----- The input -----
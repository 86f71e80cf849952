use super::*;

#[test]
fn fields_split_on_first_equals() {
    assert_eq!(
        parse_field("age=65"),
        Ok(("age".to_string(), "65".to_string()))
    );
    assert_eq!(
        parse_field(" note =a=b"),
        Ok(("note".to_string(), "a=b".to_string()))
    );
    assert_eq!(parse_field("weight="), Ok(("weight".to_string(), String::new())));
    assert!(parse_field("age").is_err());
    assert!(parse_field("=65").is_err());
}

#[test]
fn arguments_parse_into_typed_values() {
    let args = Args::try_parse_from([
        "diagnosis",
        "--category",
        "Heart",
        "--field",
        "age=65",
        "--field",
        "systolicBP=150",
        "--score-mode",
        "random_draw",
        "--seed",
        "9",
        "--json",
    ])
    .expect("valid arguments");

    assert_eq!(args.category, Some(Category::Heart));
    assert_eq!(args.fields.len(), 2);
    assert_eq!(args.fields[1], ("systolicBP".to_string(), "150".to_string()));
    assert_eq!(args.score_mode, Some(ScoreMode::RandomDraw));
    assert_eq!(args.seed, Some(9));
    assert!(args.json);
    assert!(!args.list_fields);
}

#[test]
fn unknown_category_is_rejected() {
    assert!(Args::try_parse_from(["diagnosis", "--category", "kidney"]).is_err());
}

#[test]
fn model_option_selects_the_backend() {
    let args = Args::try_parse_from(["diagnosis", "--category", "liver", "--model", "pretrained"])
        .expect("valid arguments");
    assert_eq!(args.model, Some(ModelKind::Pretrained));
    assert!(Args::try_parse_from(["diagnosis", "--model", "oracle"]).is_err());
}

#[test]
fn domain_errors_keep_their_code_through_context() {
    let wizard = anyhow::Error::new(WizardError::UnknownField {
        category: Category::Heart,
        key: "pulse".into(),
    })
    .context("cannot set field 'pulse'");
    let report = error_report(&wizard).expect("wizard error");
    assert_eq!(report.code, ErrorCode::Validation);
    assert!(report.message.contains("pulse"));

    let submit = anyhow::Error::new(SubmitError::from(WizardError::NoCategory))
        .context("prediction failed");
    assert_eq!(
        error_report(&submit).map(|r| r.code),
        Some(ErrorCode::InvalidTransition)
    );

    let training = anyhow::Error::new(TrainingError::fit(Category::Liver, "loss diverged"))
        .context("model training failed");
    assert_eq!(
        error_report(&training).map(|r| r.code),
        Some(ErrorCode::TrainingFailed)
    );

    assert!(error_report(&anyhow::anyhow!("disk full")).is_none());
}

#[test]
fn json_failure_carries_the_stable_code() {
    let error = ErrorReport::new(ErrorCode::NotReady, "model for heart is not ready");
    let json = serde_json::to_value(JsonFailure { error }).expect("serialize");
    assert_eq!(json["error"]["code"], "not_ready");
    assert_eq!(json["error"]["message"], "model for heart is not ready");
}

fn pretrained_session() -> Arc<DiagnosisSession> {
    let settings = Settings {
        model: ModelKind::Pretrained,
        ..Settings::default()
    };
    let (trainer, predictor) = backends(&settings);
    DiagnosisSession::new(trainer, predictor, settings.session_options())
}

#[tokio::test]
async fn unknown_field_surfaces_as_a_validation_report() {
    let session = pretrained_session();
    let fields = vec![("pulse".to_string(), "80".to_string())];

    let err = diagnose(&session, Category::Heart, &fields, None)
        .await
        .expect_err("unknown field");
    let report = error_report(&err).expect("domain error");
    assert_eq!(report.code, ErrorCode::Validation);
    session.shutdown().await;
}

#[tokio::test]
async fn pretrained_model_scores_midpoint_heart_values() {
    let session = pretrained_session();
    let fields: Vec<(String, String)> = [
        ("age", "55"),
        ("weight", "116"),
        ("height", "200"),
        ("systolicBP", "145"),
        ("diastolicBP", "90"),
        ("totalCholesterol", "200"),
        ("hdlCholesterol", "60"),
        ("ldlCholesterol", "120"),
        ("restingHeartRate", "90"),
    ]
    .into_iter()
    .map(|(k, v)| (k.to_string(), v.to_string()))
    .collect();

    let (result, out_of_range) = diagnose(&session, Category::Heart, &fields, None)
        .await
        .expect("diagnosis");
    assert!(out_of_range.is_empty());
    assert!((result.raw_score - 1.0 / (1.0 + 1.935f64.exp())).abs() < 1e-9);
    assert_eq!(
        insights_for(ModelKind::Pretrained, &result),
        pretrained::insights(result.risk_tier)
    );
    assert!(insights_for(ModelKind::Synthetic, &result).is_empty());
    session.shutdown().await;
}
-----
----- The input -----
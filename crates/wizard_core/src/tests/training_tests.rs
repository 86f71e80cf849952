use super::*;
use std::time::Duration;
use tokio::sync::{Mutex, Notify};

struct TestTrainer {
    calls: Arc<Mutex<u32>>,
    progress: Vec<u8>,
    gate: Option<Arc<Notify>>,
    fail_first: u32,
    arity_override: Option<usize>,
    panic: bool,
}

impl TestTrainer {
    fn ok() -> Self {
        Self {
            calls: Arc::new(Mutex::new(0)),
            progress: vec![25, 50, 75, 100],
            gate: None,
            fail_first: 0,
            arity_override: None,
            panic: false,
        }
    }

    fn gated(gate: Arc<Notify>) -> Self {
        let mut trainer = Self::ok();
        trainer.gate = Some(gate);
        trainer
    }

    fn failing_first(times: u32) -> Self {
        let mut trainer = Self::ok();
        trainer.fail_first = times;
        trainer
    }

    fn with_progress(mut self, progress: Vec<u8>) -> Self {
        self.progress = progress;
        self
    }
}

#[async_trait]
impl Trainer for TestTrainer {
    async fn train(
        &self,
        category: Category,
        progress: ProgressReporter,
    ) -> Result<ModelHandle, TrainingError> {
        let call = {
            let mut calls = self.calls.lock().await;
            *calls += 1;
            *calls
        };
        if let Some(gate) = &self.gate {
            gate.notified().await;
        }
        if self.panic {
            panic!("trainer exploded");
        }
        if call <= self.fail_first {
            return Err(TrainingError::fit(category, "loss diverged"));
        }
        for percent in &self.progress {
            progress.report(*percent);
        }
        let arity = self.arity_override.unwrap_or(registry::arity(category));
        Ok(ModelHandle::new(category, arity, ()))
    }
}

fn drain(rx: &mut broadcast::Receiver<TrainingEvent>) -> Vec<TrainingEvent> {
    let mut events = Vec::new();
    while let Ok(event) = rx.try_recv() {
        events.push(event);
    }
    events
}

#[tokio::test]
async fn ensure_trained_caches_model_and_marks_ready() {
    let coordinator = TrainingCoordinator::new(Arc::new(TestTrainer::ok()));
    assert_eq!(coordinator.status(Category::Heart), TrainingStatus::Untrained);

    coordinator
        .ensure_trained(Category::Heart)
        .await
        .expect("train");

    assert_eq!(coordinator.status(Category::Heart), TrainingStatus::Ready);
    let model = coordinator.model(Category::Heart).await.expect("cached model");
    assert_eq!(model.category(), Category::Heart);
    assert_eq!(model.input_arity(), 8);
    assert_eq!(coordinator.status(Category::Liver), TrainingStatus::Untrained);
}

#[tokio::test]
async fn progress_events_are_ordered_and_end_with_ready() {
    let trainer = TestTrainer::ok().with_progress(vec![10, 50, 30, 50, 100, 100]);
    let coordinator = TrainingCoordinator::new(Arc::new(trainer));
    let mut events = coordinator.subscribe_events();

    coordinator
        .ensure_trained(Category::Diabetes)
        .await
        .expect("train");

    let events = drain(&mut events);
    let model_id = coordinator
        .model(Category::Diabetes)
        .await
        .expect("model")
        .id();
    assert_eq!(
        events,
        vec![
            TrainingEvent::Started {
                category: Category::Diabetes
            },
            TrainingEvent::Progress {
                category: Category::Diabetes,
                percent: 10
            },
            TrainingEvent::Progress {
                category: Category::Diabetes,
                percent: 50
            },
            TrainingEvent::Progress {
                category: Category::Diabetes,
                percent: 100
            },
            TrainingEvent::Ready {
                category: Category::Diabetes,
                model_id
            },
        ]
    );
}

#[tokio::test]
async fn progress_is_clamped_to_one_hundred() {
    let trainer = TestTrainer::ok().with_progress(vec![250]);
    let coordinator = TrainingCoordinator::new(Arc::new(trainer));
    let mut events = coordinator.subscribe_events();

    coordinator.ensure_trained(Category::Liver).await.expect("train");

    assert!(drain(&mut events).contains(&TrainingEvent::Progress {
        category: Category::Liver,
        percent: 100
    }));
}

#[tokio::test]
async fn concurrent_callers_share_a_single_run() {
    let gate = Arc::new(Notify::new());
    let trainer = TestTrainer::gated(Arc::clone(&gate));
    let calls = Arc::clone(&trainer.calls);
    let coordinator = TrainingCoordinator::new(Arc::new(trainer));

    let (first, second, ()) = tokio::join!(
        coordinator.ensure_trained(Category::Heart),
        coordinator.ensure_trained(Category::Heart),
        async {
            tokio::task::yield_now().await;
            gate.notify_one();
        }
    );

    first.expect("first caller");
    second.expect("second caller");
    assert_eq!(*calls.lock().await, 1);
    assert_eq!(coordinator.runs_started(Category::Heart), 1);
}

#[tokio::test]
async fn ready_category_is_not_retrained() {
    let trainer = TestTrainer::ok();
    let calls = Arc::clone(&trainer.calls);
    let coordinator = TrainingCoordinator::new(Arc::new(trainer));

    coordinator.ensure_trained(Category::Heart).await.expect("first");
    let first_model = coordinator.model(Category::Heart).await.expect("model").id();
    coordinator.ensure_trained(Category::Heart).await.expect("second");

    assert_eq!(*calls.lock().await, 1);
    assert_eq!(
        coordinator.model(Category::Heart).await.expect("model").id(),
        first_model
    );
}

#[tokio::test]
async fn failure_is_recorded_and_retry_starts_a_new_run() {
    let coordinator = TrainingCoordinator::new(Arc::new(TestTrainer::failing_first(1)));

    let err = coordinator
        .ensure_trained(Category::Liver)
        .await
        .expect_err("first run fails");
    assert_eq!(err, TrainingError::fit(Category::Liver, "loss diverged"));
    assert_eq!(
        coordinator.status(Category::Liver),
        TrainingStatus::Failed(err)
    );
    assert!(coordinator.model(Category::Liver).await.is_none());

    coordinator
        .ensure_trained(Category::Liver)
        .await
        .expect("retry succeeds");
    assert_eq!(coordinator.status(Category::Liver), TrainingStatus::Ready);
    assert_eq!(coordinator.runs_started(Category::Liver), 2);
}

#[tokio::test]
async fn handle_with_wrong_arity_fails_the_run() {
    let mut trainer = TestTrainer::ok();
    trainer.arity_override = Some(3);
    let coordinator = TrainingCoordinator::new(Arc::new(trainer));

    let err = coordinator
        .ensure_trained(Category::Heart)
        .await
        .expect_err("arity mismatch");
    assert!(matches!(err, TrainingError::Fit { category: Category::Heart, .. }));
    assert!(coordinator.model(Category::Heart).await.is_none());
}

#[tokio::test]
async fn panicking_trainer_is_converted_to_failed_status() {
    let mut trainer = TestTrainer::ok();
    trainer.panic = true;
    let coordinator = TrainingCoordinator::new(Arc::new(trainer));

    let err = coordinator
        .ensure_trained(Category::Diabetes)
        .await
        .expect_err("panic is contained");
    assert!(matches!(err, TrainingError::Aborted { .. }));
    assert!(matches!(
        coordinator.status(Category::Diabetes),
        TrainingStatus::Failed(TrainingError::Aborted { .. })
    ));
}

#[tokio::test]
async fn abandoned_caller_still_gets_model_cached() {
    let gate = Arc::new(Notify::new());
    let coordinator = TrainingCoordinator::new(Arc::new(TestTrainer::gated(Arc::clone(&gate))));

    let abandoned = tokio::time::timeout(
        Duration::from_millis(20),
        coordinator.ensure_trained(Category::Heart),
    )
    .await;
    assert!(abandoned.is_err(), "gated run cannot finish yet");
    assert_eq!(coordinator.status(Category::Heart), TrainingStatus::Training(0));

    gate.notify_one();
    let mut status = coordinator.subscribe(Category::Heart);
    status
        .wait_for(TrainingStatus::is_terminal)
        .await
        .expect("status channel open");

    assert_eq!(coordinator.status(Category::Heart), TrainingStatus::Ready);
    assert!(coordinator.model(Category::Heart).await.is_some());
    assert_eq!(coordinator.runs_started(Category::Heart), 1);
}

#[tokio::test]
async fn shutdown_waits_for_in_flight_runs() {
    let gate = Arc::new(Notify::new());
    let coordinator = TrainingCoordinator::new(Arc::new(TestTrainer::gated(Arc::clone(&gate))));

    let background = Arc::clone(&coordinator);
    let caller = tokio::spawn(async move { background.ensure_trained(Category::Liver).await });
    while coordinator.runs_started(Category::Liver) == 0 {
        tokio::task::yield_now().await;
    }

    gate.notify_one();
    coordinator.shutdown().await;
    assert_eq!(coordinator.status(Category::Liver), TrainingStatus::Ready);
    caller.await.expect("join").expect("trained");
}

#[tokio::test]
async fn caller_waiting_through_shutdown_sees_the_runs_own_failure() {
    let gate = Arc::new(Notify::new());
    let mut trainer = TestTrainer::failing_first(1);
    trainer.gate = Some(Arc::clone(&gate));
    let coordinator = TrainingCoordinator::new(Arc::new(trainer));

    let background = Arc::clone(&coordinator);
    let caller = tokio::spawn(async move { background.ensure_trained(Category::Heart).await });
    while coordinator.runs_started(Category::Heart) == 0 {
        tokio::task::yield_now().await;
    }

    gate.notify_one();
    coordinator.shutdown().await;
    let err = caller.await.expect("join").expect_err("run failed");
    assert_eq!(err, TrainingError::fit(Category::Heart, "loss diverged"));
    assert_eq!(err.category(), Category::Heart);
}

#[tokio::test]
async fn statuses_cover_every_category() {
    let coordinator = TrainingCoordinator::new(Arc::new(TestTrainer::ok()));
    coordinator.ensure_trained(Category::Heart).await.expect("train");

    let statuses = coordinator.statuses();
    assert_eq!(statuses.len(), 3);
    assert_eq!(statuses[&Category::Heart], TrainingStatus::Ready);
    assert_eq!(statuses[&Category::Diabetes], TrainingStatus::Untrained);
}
-----
----- The input -----
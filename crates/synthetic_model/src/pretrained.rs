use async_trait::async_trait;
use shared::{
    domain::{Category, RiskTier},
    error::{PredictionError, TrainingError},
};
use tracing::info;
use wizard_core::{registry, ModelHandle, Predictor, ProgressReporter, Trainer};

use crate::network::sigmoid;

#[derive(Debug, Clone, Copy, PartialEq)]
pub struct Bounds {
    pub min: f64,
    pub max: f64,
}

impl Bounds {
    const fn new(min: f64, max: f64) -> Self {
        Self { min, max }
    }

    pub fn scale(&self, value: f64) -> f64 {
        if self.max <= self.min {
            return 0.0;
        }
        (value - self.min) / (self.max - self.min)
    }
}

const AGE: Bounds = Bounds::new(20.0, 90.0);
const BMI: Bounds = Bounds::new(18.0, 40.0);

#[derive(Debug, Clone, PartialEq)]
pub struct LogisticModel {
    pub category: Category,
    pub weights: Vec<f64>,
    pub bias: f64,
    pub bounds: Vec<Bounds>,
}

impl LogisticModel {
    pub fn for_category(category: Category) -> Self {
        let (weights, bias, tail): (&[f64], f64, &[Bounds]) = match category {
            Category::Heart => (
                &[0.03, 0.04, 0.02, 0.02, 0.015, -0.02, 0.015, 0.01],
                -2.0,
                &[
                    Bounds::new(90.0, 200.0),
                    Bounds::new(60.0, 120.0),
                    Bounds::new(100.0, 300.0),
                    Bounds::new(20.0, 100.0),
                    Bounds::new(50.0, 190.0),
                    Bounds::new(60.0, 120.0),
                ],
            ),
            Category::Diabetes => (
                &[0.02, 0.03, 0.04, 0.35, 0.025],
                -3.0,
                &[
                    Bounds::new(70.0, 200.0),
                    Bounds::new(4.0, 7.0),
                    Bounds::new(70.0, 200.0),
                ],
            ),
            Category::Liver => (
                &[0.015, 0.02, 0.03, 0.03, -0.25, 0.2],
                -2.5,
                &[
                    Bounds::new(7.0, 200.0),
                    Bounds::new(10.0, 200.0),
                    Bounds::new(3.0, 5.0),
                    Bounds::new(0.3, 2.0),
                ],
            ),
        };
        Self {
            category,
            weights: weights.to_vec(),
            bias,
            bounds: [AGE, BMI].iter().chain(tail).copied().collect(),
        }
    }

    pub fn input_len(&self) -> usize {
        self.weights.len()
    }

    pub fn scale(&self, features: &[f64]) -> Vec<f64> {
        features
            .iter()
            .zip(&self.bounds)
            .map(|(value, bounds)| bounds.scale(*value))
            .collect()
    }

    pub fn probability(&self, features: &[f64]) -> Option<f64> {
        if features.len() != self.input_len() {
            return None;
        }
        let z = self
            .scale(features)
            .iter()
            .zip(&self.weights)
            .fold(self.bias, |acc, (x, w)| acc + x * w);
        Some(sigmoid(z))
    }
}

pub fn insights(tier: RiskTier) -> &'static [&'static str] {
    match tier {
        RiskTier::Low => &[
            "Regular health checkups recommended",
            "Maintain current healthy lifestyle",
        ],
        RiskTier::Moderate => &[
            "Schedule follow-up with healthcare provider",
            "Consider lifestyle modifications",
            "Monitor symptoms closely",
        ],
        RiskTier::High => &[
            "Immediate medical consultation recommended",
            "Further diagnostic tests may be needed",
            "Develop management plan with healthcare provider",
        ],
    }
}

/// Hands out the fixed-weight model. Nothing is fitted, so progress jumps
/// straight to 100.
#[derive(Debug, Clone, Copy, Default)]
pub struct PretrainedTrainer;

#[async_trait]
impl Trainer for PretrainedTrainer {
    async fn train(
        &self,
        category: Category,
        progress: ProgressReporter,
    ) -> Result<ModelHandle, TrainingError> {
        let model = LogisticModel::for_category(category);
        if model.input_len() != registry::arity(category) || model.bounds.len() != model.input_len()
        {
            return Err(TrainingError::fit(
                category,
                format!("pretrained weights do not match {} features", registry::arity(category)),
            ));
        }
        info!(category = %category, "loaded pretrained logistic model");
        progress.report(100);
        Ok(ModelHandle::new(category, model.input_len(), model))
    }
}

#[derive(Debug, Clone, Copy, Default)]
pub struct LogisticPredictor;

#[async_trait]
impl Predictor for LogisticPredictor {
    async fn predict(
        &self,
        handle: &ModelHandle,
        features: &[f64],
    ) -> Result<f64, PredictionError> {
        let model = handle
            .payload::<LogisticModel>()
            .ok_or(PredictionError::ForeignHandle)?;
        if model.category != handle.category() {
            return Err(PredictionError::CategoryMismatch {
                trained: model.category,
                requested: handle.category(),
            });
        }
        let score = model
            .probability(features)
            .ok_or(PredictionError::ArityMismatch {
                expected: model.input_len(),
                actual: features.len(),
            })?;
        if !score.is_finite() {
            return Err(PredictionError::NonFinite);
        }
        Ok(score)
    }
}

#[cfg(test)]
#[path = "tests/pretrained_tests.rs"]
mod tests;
-----
Required action -> Please show the lines in the entries above that hold the string "TrainingError".

Result for this exercise ->
    let training = anyhow::Error::new(TrainingError::fit(Category::Liver, "loss diverged"))
    ) -> Result<ModelHandle, TrainingError> {
            return Err(TrainingError::fit(category, "loss diverged"));
    assert_eq!(err, TrainingError::fit(Category::Liver, "loss diverged"));
    assert!(matches!(err, TrainingError::Fit { category: Category::Heart, .. }));
    assert!(matches!(err, TrainingError::Aborted { .. }));
        TrainingStatus::Failed(TrainingError::Aborted { .. })
    assert_eq!(err, TrainingError::fit(Category::Heart, "loss diverged"));
    error::{PredictionError, TrainingError},
    ) -> Result<ModelHandle, TrainingError> {
            return Err(TrainingError::fit(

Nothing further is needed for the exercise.